# WHAT TO DO
Scan the material below for the string "args". Report every line that has it.
---------- DATA SUPPLIED ----------
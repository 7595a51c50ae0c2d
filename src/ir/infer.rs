//! Type and cardinality inference over compiled IR.
//!
//! Both passes are read-only and idempotent: repeated invocation over the
//! same subtree yields the same answer. Collection constructors and empty
//! sets get their types assigned at construction time; inference returns
//! the carrier set's recorded type for those.

use crate::ast::expr::{BinOpKind, PtrDirection, UnaryOpKind};
use crate::ir::path_id::PathId;
use crate::ir::{Expr, IrData, SetId, StmtKind};
use crate::schema::{
    DerivedSchema, PointerKind, QualName, Schema, TypeKind, TypeRef, nearest_common_ancestor,
    ptr_of, type_of,
};
use std::collections::HashSet;
use thiserror::Error;

/// Inference failure; the compiler attaches span context.
#[derive(Debug, Clone, PartialEq, Eq, Error)]
#[error("{message}")]
pub struct InferError {
    pub message: String,
}

impl InferError {
    fn new(message: impl Into<String>) -> Self {
        Self {
            message: message.into(),
        }
    }
}

/// Read-only environment for inference passes.
#[derive(Clone, Copy)]
pub struct InferCtx<'a> {
    pub schema: &'a Schema,
    pub derived: &'a DerivedSchema,
    pub ir: &'a IrData,
}

/// Multiplicity of an expression per evaluation.
#[derive(Debug, Clone, Copy, PartialEq, Eq)]
pub enum Cardinality {
    One,
    Many,
}

fn std_type(ctx: InferCtx<'_>, name: &str) -> Result<TypeRef, InferError> {
    ctx.schema
        .get(&QualName::new("std", name))
        .map(TypeRef::Schema)
        .map_err(|_| InferError::new(format!("standard type std::{name} is missing")))
}

/// Infers the type of a set.
pub fn infer_type(ctx: InferCtx<'_>, set: SetId) -> Result<TypeRef, InferError> {
    let node = ctx.ir.set(set);
    match &node.expr {
        None => Ok(node.ty),
        Some(expr) => infer_expr_type(ctx, expr, Some(node.ty)),
    }
}

/// Infers the type of an expression; `carrier` is the recorded type of the
/// owning set, used for constructor forms typed at build time.
pub fn infer_expr_type(
    ctx: InferCtx<'_>,
    expr: &Expr,
    carrier: Option<TypeRef>,
) -> Result<TypeRef, InferError> {
    match expr {
        Expr::Constant { ty, .. } | Expr::Parameter { ty, .. } => Ok(*ty),

        Expr::BinOp { left, op, right } => infer_binop_type(ctx, *left, *op, *right),

        Expr::UnaryOp { op, operand } => match op {
            UnaryOpKind::Not => std_type(ctx, "bool"),
            UnaryOpKind::Plus | UnaryOpKind::Minus | UnaryOpKind::Distinct => {
                infer_type(ctx, *operand)
            }
        },

        Expr::SetOp { left, right, .. } => {
            let lt = infer_stmt_type(ctx, *left)?;
            let rt = infer_stmt_type(ctx, *right)?;
            nearest_common_ancestor(ctx.schema, ctx.derived, lt, rt).ok_or_else(|| {
                InferError::new(format!(
                    "set operands are of unrelated types: {} vs {}",
                    type_of(ctx.schema, ctx.derived, lt).name,
                    type_of(ctx.schema, ctx.derived, rt).name
                ))
            })
        }

        Expr::ExistsPred { .. } => std_type(ctx, "bool"),

        Expr::Coalesce { args } => {
            let mut result: Option<TypeRef> = None;
            for arg in args {
                let at = infer_type(ctx, *arg)?;
                result = Some(match result {
                    None => at,
                    Some(prev) => nearest_common_ancestor(ctx.schema, ctx.derived, prev, at)
                        .ok_or_else(|| {
                            InferError::new("coalescing operands are of unrelated types")
                        })?,
                });
            }
            result.ok_or_else(|| InferError::new("cannot infer the type of an empty coalesce"))
        }

        Expr::TypeCast { ty, .. }
        | Expr::TypeFilter { ty, .. }
        | Expr::TypeRefExpr { ty }
        | Expr::EmptyCollection { ty } => Ok(*ty),

        Expr::Tuple { .. } | Expr::Array { .. } | Expr::Mapping { .. } | Expr::EmptySet => carrier
            .ok_or_else(|| InferError::new("constructor expression has no carrier type")),

        Expr::FunctionCall { func, .. } => Ok(ctx.schema.function(*func).return_type),

        Expr::IndexIndirection { expr, .. } => {
            let base = infer_type(ctx, *expr)?;
            match &type_of(ctx.schema, ctx.derived, base).kind {
                TypeKind::Array { element } => Ok(*element),
                _ => Ok(base),
            }
        }

        Expr::SliceIndirection { expr, .. } => infer_type(ctx, *expr),

        Expr::TupleIndirection { expr, name } => {
            let base = infer_type(ctx, *expr)?;
            match &type_of(ctx.schema, ctx.derived, base).kind {
                TypeKind::Tuple { elements, .. } => elements
                    .iter()
                    .find(|(n, _)| n == name)
                    .map(|(_, t)| *t)
                    .ok_or_else(|| {
                        InferError::new(format!("'{name}' is not a member of the tuple"))
                    }),
                _ => Err(InferError::new(
                    "tuple indirection over a non-tuple expression",
                )),
            }
        }

        Expr::Stmt(id) => infer_stmt_type(ctx, *id),
    }
}

fn infer_stmt_type(ctx: InferCtx<'_>, stmt: crate::ir::StmtId) -> Result<TypeRef, InferError> {
    match ctx.ir.stmt_result(stmt) {
        Some(result) => infer_type(ctx, result),
        None => Err(InferError::new("statement has no result")),
    }
}

fn infer_binop_type(
    ctx: InferCtx<'_>,
    left: SetId,
    op: BinOpKind,
    right: SetId,
) -> Result<TypeRef, InferError> {
    use BinOpKind::*;
    match op {
        Eq | NotEq | Lt | Gt | LtEq | GtEq | And | Or | Like | NotLike | Ilike | NotIlike | In
        | NotIn | Is | IsNot | EquivEq | EquivNotEq => std_type(ctx, "bool"),

        Add | Sub | Mul | Div | Mod | Pow => {
            let lt = infer_type(ctx, left)?;
            let rt = infer_type(ctx, right)?;
            let float64 = std_type(ctx, "float64")?;
            if lt == float64 || rt == float64 {
                Ok(float64)
            } else {
                Ok(lt)
            }
        }

        Union => {
            let lt = infer_type(ctx, left)?;
            let rt = infer_type(ctx, right)?;
            nearest_common_ancestor(ctx.schema, ctx.derived, lt, rt)
                .ok_or_else(|| InferError::new("union operands are of unrelated types"))
        }
    }
}

/// Infers the cardinality of a set. `singletons` holds the path ids known
/// to be single-valued in the enclosing scope.
pub fn infer_cardinality(
    ctx: InferCtx<'_>,
    set: SetId,
    singletons: &HashSet<PathId>,
) -> Cardinality {
    let node = ctx.ir.set(set);

    if singletons.contains(&node.path_id)
        || singletons.contains(&node.path_id.strip_weak_namespaces())
    {
        return Cardinality::One;
    }

    match &node.expr {
        Some(expr) => infer_expr_cardinality(ctx, expr, singletons),
        None => match &node.rptr {
            Some(rptr) => {
                let ptr = ptr_of(ctx.schema, ctx.derived, rptr.ptr);
                let step_single = match rptr.direction {
                    PtrDirection::Outbound => {
                        ptr.cardinality.single_target() || ptr.kind == PointerKind::Property
                    }
                    PtrDirection::Inbound => false,
                };
                if step_single
                    && infer_cardinality(ctx, rptr.source, singletons) == Cardinality::One
                {
                    Cardinality::One
                } else {
                    Cardinality::Many
                }
            }
            // A bare class reference is the whole extent of the type.
            None => Cardinality::Many,
        },
    }
}

fn infer_expr_cardinality(
    ctx: InferCtx<'_>,
    expr: &Expr,
    singletons: &HashSet<PathId>,
) -> Cardinality {
    let all_one = |ids: &[SetId]| {
        ids.iter()
            .all(|id| infer_cardinality(ctx, *id, singletons) == Cardinality::One)
    };

    match expr {
        Expr::Constant { .. }
        | Expr::Parameter { .. }
        | Expr::EmptySet
        | Expr::EmptyCollection { .. }
        | Expr::TypeRefExpr { .. }
        | Expr::ExistsPred { .. } => Cardinality::One,

        Expr::BinOp { left, right, .. } => {
            if all_one(&[*left, *right]) {
                Cardinality::One
            } else {
                Cardinality::Many
            }
        }

        Expr::UnaryOp { operand, .. }
        | Expr::TypeCast { expr: operand, .. }
        | Expr::TypeFilter { expr: operand, .. } => infer_cardinality(ctx, *operand, singletons),

        Expr::Coalesce { args } => {
            if all_one(args) {
                Cardinality::One
            } else {
                Cardinality::Many
            }
        }

        Expr::Tuple { elements, .. } => {
            if elements
                .iter()
                .all(|el| infer_cardinality(ctx, el.val, singletons) == Cardinality::One)
            {
                Cardinality::One
            } else {
                Cardinality::Many
            }
        }

        Expr::Array { elements } => {
            if all_one(elements) {
                Cardinality::One
            } else {
                Cardinality::Many
            }
        }

        Expr::Mapping { keys, values } => {
            if all_one(keys) && all_one(values) {
                Cardinality::One
            } else {
                Cardinality::Many
            }
        }

        Expr::FunctionCall { func, args, .. } => {
            if ctx.schema.function(*func).aggregate {
                Cardinality::One
            } else if all_one(args) {
                Cardinality::One
            } else {
                Cardinality::Many
            }
        }

        Expr::IndexIndirection { expr, .. }
        | Expr::SliceIndirection { expr, .. }
        | Expr::TupleIndirection { expr, .. } => infer_cardinality(ctx, *expr, singletons),

        Expr::SetOp { .. } => Cardinality::Many,

        Expr::Stmt(id) => match &ctx.ir.stmt(*id).kind {
            StmtKind::Select(s) => {
                // LIMIT 1 pins a statement to singleton cardinality.
                if let Some(limit) = s.limit
                    && let Some(Expr::Constant {
                        value: crate::ir::ConstValue::Int(1),
                        ..
                    }) = &ctx.ir.set(limit).expr
                {
                    return Cardinality::One;
                }
                match s.result {
                    Some(result) => infer_cardinality(ctx, result, singletons),
                    None => Cardinality::Many,
                }
            }
            StmtKind::Insert(_) => Cardinality::One,
            _ => Cardinality::Many,
        },
    }
}

#[cfg(test)]
mod tests {
    use super::*;
    use crate::ir::{ConstValue, SetNode};
    use crate::schema::SchemaBuilder;

    fn setup() -> (Schema, DerivedSchema, IrData) {
        (
            SchemaBuilder::with_std().build(),
            DerivedSchema::default(),
            IrData::default(),
        )
    }

    fn const_int(schema: &Schema, ir: &mut IrData, v: i64) -> SetId {
        let int64 = TypeRef::Schema(schema.get(&QualName::new("std", "int64")).unwrap());
        let mut node = SetNode::new(PathId::from_type(int64), int64);
        node.expr = Some(Expr::Constant {
            value: ConstValue::Int(v),
            ty: int64,
        });
        ir.alloc_set(node)
    }

    #[test]
    fn constants_infer_their_type_and_cardinality() {
        let (schema, derived, mut ir) = setup();
        let c = const_int(&schema, &mut ir, 42);
        let ctx = InferCtx {
            schema: &schema,
            derived: &derived,
            ir: &ir,
        };
        let int64 = TypeRef::Schema(schema.get(&QualName::new("std", "int64")).unwrap());
        assert_eq!(infer_type(ctx, c).unwrap(), int64);
        assert_eq!(
            infer_cardinality(ctx, c, &HashSet::new()),
            Cardinality::One
        );
    }

    #[test]
    fn arithmetic_promotes_to_float() {
        let (schema, derived, mut ir) = setup();
        let int64 = TypeRef::Schema(schema.get(&QualName::new("std", "int64")).unwrap());
        let float64 = TypeRef::Schema(schema.get(&QualName::new("std", "float64")).unwrap());

        let left = const_int(&schema, &mut ir, 1);
        let mut fnode = SetNode::new(PathId::from_type(float64), float64);
        fnode.expr = Some(Expr::Constant {
            value: ConstValue::Float(0.5),
            ty: float64,
        });
        let right = ir.alloc_set(fnode);

        let mut sum = SetNode::new(PathId::from_type(int64), int64);
        sum.expr = Some(Expr::BinOp {
            left,
            op: BinOpKind::Add,
            right,
        });
        let sum = ir.alloc_set(sum);

        let ctx = InferCtx {
            schema: &schema,
            derived: &derived,
            ir: &ir,
        };
        assert_eq!(infer_type(ctx, sum).unwrap(), float64);
        // Idempotent.
        assert_eq!(infer_type(ctx, sum).unwrap(), float64);
    }

    #[test]
    fn comparison_yields_bool() {
        let (schema, derived, mut ir) = setup();
        let left = const_int(&schema, &mut ir, 1);
        let right = const_int(&schema, &mut ir, 2);
        let int64 = TypeRef::Schema(schema.get(&QualName::new("std", "int64")).unwrap());
        let mut cmp = SetNode::new(PathId::from_type(int64), int64);
        cmp.expr = Some(Expr::BinOp {
            left,
            op: BinOpKind::Lt,
            right,
        });
        let cmp = ir.alloc_set(cmp);

        let ctx = InferCtx {
            schema: &schema,
            derived: &derived,
            ir: &ir,
        };
        let bool_ty = TypeRef::Schema(schema.get(&QualName::new("std", "bool")).unwrap());
        assert_eq!(infer_type(ctx, cmp).unwrap(), bool_ty);
    }

    #[test]
    fn class_sets_are_many_until_declared_singleton() {
        let (schema, derived, mut ir) = setup();
        let object = TypeRef::Schema(schema.get(&QualName::new("std", "Object")).unwrap());
        let pid = PathId::from_type(object);
        let set = ir.alloc_set(SetNode::new(pid.clone(), object));

        let ctx = InferCtx {
            schema: &schema,
            derived: &derived,
            ir: &ir,
        };
        assert_eq!(
            infer_cardinality(ctx, set, &HashSet::new()),
            Cardinality::Many
        );
        let mut singletons = HashSet::new();
        singletons.insert(pid);
        assert_eq!(infer_cardinality(ctx, set, &singletons), Cardinality::One);
    }
}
----------
# WRITTEN ANSWER
        Expr::Coalesce { args } => {
            for arg in args {
        Expr::Coalesce { args } => {
            if all_one(args) {
        Expr::FunctionCall { func, args, .. } => {
            } else if all_one(args) {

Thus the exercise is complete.